Declining U.S. crude oil production will likely lead to increased
dependence on OPEC oil, putting refiners at risk of continued and
unpredictable supply disruptions. Increasing sensitivity to
environmental concerns will also pose serious challenges to the industry
over the coming decade. Refiners are likely to be required to make heavy
capital investments and make major production adjustments in order to
comply with increasingly stringent environmental legislation, such as
the 1990 amendments to the Clean Air Act. If the cost of these changes
is substantial enough to cut deeply into profits, smaller refiners may
be forced out of the industry entirely. Moreover, lower consumer demand
due to increases in energy efficiency and conservation, gasoline
reformulations that call for less crude oil, warmer winters or a general
slowdown in economic growth in this country and abroad, could negatively
affect the price of oil and the profitability of oil companies. No
assurance can be given that the demand for or prices of oil will
increase or that any increases will not be marked by great volatility.
Some oil companies may incur large cleanup and litigation costs relating
to oil spills and other environmental damage. Oil production and
refining operations are subject to extensive federal, state and local
environmental laws and regulations governing air emissions and the
disposal of hazardous materials. Increasingly stringent environmental
laws and regulations are expected to require companies with oil
production and refining operations to devote significant financial and
managerial resources to pollution control. General problems of the oil
and petroleum products industry include the ability of a few influential
producers significantly to affect production, the concomitant volatility
of crude oil prices and increasing public and governmental concern over
air emissions, waste product disposal, fuel quality and the
environmental effects of fossil-fuel use in general.
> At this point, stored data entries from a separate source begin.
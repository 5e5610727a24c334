use crate::bit_vec::BitVec;
use crate::code_table::CodeTable;
use crate::config::CodeConfig;
use crate::error::{PrefixCodeError, Result};
use crate::frequency::Symbol;
use crate::hufftree::{HuffNode, HuffmanTree};
use crate::pipeline::PrefixCodeBuilder;

/// An encoded symbol sequence: the concatenated code words and how many
/// symbols they stand for.
#[derive(Debug, Clone, PartialEq, Eq)]
pub struct EncodedData {
    pub bits: BitVec,
    pub symbol_count: usize,
}

/// A finished prefix code: the tree used for decoding and the code table
/// used for encoding.
#[derive(Debug, Clone)]
pub struct HuffmanCodec<S: Symbol> {
    tree: HuffmanTree<S>,
    encode_table: CodeTable<S>,
}

impl<S: Symbol> HuffmanCodec<S> {
    pub fn new(tree: HuffmanTree<S>, config: &CodeConfig) -> Self {
        let encode_table = CodeTable::from_tree(&tree, config);
        HuffmanCodec { tree, encode_table }
    }

    /// Run the whole pipeline over `input` with the default config.
    pub fn from_symbols<I>(input: I) -> Result<Self>
    where
        I: IntoIterator<Item = S>,
    {
        Self::from_symbols_with_config(input, CodeConfig::default())
    }

    pub fn from_symbols_with_config<I>(input: I, config: CodeConfig) -> Result<Self>
    where
        I: IntoIterator<Item = S>,
    {
        let (tree, encode_table) = PrefixCodeBuilder::new(config).run(input)?.into_parts()?;
        Ok(HuffmanCodec { tree, encode_table })
    }

    pub fn tree(&self) -> &HuffmanTree<S> {
        &self.tree
    }

    pub fn code_table(&self) -> &CodeTable<S> {
        &self.encode_table
    }

    pub fn encode(&self, data: &[S]) -> Result<EncodedData> {
        let mut bits = BitVec::new();
        for symbol in data {
            let code = self
                .encode_table
                .get(symbol)
                .ok_or_else(|| PrefixCodeError::UnknownSymbol(format!("{:?}", symbol)))?;
            bits.push_bits(code);
        }

        log::debug!("encoded {} symbols into {} bits", data.len(), bits.len());

        Ok(EncodedData {
            bits,
            symbol_count: data.len(),
        })
    }

    pub fn decode(&self, encoded: &EncodedData) -> Result<Vec<S>> {
        let bits = &encoded.bits;
        let mut result = Vec::with_capacity(encoded.symbol_count);

        match self.tree.root() {
            HuffNode::Leaf { symbol, .. } => {
                if bits.is_empty() {
                    // empty-code convention: the count alone carries the data
                    result.resize(encoded.symbol_count, symbol.clone());
                } else {
                    for (bit_index, bit) in bits.iter().enumerate() {
                        if bit {
                            return Err(PrefixCodeError::InvalidBit { bit_index });
                        }
                        result.push(symbol.clone());
                    }
                }
            }
            HuffNode::Internal { .. } => {
                let mut bit_index = 0;
                while bit_index < bits.len() {
                    let symbol = self.tree.decode_symbol(bits, &mut bit_index)?;
                    result.push(symbol.clone());
                }
            }
        }

        if result.len() != encoded.symbol_count {
            return Err(PrefixCodeError::LengthMismatch {
                expected: encoded.symbol_count,
                actual: result.len(),
            });
        }

        Ok(result)
    }
}

impl HuffmanCodec<char> {
    pub fn from_text(text: &str) -> Result<Self> {
        Self::from_symbols(text.chars())
    }

    pub fn encode_text(&self, text: &str) -> Result<EncodedData> {
        let symbols: Vec<char> = text.chars().collect();
        self.encode(&symbols)
    }

    pub fn decode_text(&self, encoded: &EncodedData) -> Result<String> {
        Ok(self.decode(encoded)?.into_iter().collect())
    }
}

impl HuffmanCodec<u8> {
    pub fn from_bytes(bytes: &[u8]) -> Result<Self> {
        Self::from_symbols(bytes.iter().copied())
    }
}

#[cfg(test)]
mod test {
    use super::*;
    use crate::config::SingleSymbolCode;

    #[test]
    fn test_text_roundtrip() {
        let text = "abracadabra";
        let codec = HuffmanCodec::from_text(text).unwrap();
        let encoded = codec.encode_text(text).unwrap();
        assert_eq!(encoded.bits.len(), 23);
        assert_eq!(encoded.bits.to_string(), "01101110100010101101110");
        assert_eq!(codec.decode_text(&encoded).unwrap(), text);
    }

    #[test]
    fn test_bytes_roundtrip() {
        let data = b"Huffman encoding is a greedy algorithm that builds optimal prefix codes.";
        let codec = HuffmanCodec::from_bytes(data).unwrap();
        let encoded = codec.encode(data).unwrap();
        assert!(encoded.bits.len() < data.len() * 8);
        assert_eq!(codec.decode(&encoded).unwrap(), data.to_vec());
    }

    #[test]
    fn test_unknown_symbol() {
        let codec = HuffmanCodec::from_text("abc").unwrap();
        let err = codec.encode_text("abz").unwrap_err();
        assert_eq!(err, PrefixCodeError::UnknownSymbol("'z'".to_string()));
    }

    #[test]
    fn test_truncated_stream() {
        let codec = HuffmanCodec::from_text("abracadabra").unwrap();
        let mut encoded = codec.encode_text("ab").unwrap();
        // "0" + "110", drop the last bit
        encoded.bits = encoded.bits.iter().take(3).collect();
        let err = codec.decode(&encoded).unwrap_err();
        assert_eq!(err, PrefixCodeError::TruncatedCode { bit_index: 3 });
    }

    #[test]
    fn test_length_mismatch() {
        let codec = HuffmanCodec::from_text("abracadabra").unwrap();
        let mut encoded = codec.encode_text("abra").unwrap();
        encoded.symbol_count = 5;
        let err = codec.decode(&encoded).unwrap_err();
        assert_eq!(err, PrefixCodeError::LengthMismatch { expected: 5, actual: 4 });
    }

    #[test]
    fn test_single_symbol_one_bit() {
        let codec = HuffmanCodec::from_text("aaaa").unwrap();
        let encoded = codec.encode_text("aaaa").unwrap();
        assert_eq!(encoded.bits.to_string(), "0000");
        assert_eq!(codec.decode_text(&encoded).unwrap(), "aaaa");

        let bad = EncodedData {
            bits: [false, true].into_iter().collect(),
            symbol_count: 2,
        };
        assert_eq!(
            codec.decode(&bad).unwrap_err(),
            PrefixCodeError::InvalidBit { bit_index: 1 }
        );
    }

    #[test]
    fn test_single_symbol_empty_code() {
        let config = CodeConfig::new().with_single_symbol(SingleSymbolCode::Empty);
        let codec = HuffmanCodec::from_symbols_with_config("zzz".chars(), config).unwrap();
        let encoded = codec.encode(&['z', 'z', 'z']).unwrap();
        assert!(encoded.bits.is_empty());
        assert_eq!(encoded.symbol_count, 3);
        assert_eq!(codec.decode(&encoded).unwrap(), vec!['z', 'z', 'z']);
    }

    #[test]
    fn test_empty_input_has_no_codec() {
        let err = HuffmanCodec::from_text("").unwrap_err();
        assert!(matches!(err, PrefixCodeError::InvalidInput(_)));
    }
}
In addition, any future scientific advances concerning new sources of
energy and fuels or legislative changes relating to the energy industry
or the environment could have a negative impact on the petroleum
products industry. While legislation has been enacted to deregulate
certain aspects of the oil industry, no assurances can be given that new
or additional regulations will not be adopted. Each of the problems
referred to could adversely affect the financial stability of the
issuers of any petroleum industry stocks in the Trusts.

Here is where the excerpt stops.